▸ Action item
Within the material below, how many lines contain the word "match"? Give that number only.

▸ Data for this exercise
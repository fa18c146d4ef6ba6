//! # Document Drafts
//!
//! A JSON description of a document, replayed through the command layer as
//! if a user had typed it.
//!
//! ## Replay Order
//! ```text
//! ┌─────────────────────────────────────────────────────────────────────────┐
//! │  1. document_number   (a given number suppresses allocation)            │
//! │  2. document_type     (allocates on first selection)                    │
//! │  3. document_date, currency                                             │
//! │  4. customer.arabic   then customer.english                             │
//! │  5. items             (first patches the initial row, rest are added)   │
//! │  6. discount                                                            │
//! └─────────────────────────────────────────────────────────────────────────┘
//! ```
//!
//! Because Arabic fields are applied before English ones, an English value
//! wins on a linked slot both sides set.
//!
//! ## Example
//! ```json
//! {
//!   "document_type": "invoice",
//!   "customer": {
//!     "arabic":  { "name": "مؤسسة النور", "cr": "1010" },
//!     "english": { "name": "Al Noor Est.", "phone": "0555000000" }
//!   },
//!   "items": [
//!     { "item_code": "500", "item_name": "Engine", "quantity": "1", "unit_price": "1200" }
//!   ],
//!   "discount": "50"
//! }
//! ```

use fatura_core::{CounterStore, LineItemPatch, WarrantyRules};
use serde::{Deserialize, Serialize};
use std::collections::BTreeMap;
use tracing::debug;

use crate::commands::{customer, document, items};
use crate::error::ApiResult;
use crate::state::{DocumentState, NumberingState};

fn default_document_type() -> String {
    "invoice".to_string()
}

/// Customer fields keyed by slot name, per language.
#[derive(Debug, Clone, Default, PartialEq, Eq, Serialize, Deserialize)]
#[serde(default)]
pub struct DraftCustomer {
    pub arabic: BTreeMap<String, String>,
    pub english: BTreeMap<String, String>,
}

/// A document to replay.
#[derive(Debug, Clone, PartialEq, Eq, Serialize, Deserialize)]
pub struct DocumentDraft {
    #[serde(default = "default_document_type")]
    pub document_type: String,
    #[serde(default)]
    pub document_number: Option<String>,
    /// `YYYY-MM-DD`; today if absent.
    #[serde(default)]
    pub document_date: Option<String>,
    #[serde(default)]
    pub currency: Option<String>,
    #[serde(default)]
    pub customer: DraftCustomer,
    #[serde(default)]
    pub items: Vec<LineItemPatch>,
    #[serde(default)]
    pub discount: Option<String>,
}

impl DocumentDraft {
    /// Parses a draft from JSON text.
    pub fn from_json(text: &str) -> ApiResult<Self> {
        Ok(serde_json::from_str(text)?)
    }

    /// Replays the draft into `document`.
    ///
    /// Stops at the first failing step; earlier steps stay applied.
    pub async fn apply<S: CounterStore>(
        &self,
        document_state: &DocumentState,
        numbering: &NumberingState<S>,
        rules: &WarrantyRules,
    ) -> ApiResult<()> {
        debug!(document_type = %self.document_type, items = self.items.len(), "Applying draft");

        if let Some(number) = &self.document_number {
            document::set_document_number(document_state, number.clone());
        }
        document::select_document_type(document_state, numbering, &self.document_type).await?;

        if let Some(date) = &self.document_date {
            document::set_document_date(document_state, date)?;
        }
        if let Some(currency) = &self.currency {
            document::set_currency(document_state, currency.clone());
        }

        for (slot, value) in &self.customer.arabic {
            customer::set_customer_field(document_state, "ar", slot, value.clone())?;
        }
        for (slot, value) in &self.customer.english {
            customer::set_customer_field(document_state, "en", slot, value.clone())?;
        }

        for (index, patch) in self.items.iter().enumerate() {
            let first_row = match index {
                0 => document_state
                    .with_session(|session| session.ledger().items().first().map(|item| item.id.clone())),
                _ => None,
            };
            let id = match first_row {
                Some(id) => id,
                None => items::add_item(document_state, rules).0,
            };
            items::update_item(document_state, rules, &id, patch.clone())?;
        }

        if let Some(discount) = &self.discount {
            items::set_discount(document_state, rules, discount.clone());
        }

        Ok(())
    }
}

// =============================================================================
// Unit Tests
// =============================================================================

▸ Your response
2